Considering the importance of using tunnels and caverns created in rock masses under high stresses, it is necessary to study the crack development which leads to failure. There are various methods to study the mechanism of crack development in rock and rock-like materials. In recent years, the use of compressional wave velocity due to its unique and non-destructive features has been considered. In this research, concrete samples used as rock-like material were made with different mix designs, which included a discontinuous aggregate gradation ranges of 1.18-2.38 mm, 2.38-4.75 mm, 4.75-9.5 mm, 9.5-12.5 mm and a continuous gradation range with the maximum aggregate size of 12.5 mm and by loading in four stress levels of 40%, 60%, 80% and 90% of the strength of the samples, the effect of loading, and the growth and development trend of the crack in samples using the compressional wave velocity have been studied.
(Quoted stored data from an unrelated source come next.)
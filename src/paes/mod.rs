//! Pareto Archived Evolution Strategy (PAES) archive.
//!
//! A bounded archive of mutually non-dominated candidates for
//! Pareto-based (1+1) evolutionary search. When the archive is full, an
//! adaptive grid over objective space decides which incumbent to evict,
//! keeping the archived front spread out.
//!
//! # Core Trait
//!
//! - [`Candidate`]: dominance predicate and objective lookup; the only
//!   thing the archive knows about a solution
//!
//! # Key Types
//!
//! - [`ArchiveConfig`]: dimensions, bounds, depth, capacity, policies
//! - [`ParetoArchive`]: admission, eviction, and the acceptance test
//! - [`Grid`]: the recursive spatial index behind crowding estimates
//! - [`ObjectivePoint`]: a ready-made candidate over `Vec<f64>`
//!
//! # Search loop usage
//!
//! ```ignore
//! let mut archive = ParetoArchive::new(ArchiveConfig::new(goals))?;
//! archive.add(current.clone())?;
//! loop {
//!     let candidate = mutate(&current);
//!     if current.dominates(&candidate) {
//!         continue;
//!     }
//!     let accepted = archive.add(candidate.clone())?.is_accepted();
//!     if candidate.dominates(&current) || (accepted && archive.decide(&candidate, &current)?) {
//!         current = candidate;
//!     }
//! }
//! ```
//!
//! # References
//!
//! - Knowles & Corne (2000), "Approximating the Nondominated Front Using
//!   the Pareto Archived Evolution Strategy", *Evolutionary Computation* 8(2)

mod archive;
mod config;
mod dominance;
mod error;
mod grid;
mod types;

pub use archive::{AddOutcome, MemberId, ParetoArchive};
pub use config::{ArchiveConfig, BoundsPolicy, CrowdingMode};
pub use dominance::{dominance_cmp, dominates, Direction, Dominance};
pub use error::ArchiveError;
pub use grid::{CellId, Grid, GridCell, GridEntry};
pub use types::{Candidate, ObjectivePoint, ObjectiveVector};
//! Bounded, diversity-preserving Pareto archive for multi-objective search.
//!
//! Provides the archive used by the Pareto Archived Evolution Strategy
//! (PAES) and related (1+1) multi-objective searches:
//!
//! - **Archive**: keeps a capped set of mutually non-dominated candidates,
//!   pruning dominated members and rejecting dominated newcomers.
//! - **Adaptive grid**: a lazily subdivided partition of objective space
//!   with incremental counts, used to evict from the most crowded region
//!   once the archive is full.
//! - **Acceptance test**: a crowding-based tie-break for choosing between
//!   two non-comparable candidates, with an optional score-count override.
//!
//! # Architecture
//!
//! Like the other U-Engine algorithm crates, this crate contains no
//! domain-specific concepts. Candidates are consumed through the
//! [`paes::Candidate`] trait; how objective values are produced is up to
//! the caller.

pub mod paes;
The results indicated that by loading the samples up to 40% of peak stress, due to the closure of small cracks in the samples and the increase in the density of the samples, the compressional wave velocity increased. By increasing the loads up to 90% of strength, the compressional wave velocity decreases by about 10%. Then, by conducting experiments on samples with different ranges of gradation, the effect of aggregate dimensions on the growth and development of the crack using the compressional velocity was analyzed. The results show that by increasing the grain size, due to the consistency of the water-to-cement ratio and the aggregate volume to the volume of cement mortar, the porosity of the samples with larger granis increased more than the smaller ones. This factor has led to a decrease in the uniaxial compressive strength and also an increase in the specific weight by increasing the grain size which indicates that the specific weight of the coarse aggregates is more than fine ones. This issue causes that the increasing of specific weight as a result of grain size increase negates the porosity and compressional wave velocity tends to increase.